無法傾訴的哀傷,就留給書寫-周芬伶
大學時初到周芬伶老師的小說課上,她穿著時髦,冬天時還腳踩那時大學生流行的雪靴,課堂中說話犀利,每週都有經典句可列入小說課語錄中。那時隔著距離看周老師,總覺得她是都會新女性,自信、堅定,在教書與寫作上充滿光采,難想像在這之外的她。
有一年的張愛玲作品選讀課,忘了談論什麼,隱約記得說張愛玲內心憂傷之類,中堂休息的女廁裡,少女們正大肆談論著,有人說:「老師應該也是吧!」話才剛說完,周老師便從背後開門走了出來,大家一陣尷尬的逃離現場。
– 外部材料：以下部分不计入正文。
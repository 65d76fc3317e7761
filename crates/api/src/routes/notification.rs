//! Route definitions for `/notifications`.

use axum::routing::{get, post};
use axum::Router;

use crate::handlers::notification;
use crate::state::AppState;

/// ```text
/// GET    /                  list
/// POST   /{id}/read         mark_read
/// POST   /read-all          mark_all_read
/// GET    /unread-count      unread_count
/// ```
pub fn router() -> Router<AppState> {
    Router::new()
        .route("/", get(notification::list))
        .route("/{id}/read", post(notification::mark_read))
        .route("/read-all", post(notification::mark_all_read))
        .route("/unread-count", get(notification::unread_count))
}
//! Route definitions for `/projects` and its nested resources.

use axum::routing::{delete, get, post, put};
use axum::Router;

use crate::handlers::{document, inspection, phases, project, team};
use crate::state::AppState;

/// ```text
/// GET    /                                   list
/// POST   /                                   create
/// GET    /{id}                               get_by_id
/// PUT    /{id}                               update
/// POST   /{id}/status                        change_status
/// GET    /{id}/phases                        phases::list
/// PUT    /{id}/phases/{phase_number}         phases::update
/// GET    /{id}/team                          team::list
/// POST   /{id}/team                          team::add
/// DELETE /{id}/team/{member_id}              team::remove
/// GET    /{id}/inspections                   inspection::list_for_project
/// POST   /{id}/inspections                   inspection::schedule
/// GET    /{id}/documents                     document::list_for_project
/// ```
pub fn router() -> Router<AppState> {
    Router::new()
        .route("/", get(project::list).post(project::create))
        .route("/{id}", get(project::get_by_id).put(project::update))
        .route("/{id}/status", post(project::change_status))
        .route("/{id}/phases", get(phases::list))
        .route("/{id}/phases/{phase_number}", put(phases::update))
        .route("/{id}/team", get(team::list).post(team::add))
        .route("/{id}/team/{member_id}", delete(team::remove))
        .route(
            "/{id}/inspections",
            get(inspection::list_for_project).post(inspection::schedule),
        )
        .route("/{id}/documents", get(document::list_for_project))
}
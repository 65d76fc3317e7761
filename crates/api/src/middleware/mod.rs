//! Authentication and authorization extractors.
//!
//! - [`auth::AuthUser`] -- the caller, from a JWT Bearer token.
//! - [`rbac::RequireAdmin`] -- `admin_lead` or `superadmin`.
//! - [`rbac::RequireReviewer`] -- roles that review project work.
//! - [`rbac::RequireStaff`] -- any role except `client`.

pub mod auth;
pub mod rbac;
上了研究所後,我們親近,相處時間很長,有時在丹堤她喜歡的靠窗座位聊上幾小時,或偶爾到她家晚餐,吃她的家常菜,每次她都像一個母親那樣,一邊說:「妳太瘦了,多吃點!」或者問說:「要不要再點個蛋糕吃,這裡蛋糕不錯。」然後一面關心著每件小事情,傾聽,再說說她的看法,也替我們著急。在靜靜而安穩如河緩緩流過的時光裡,總可以感受到她的溫柔。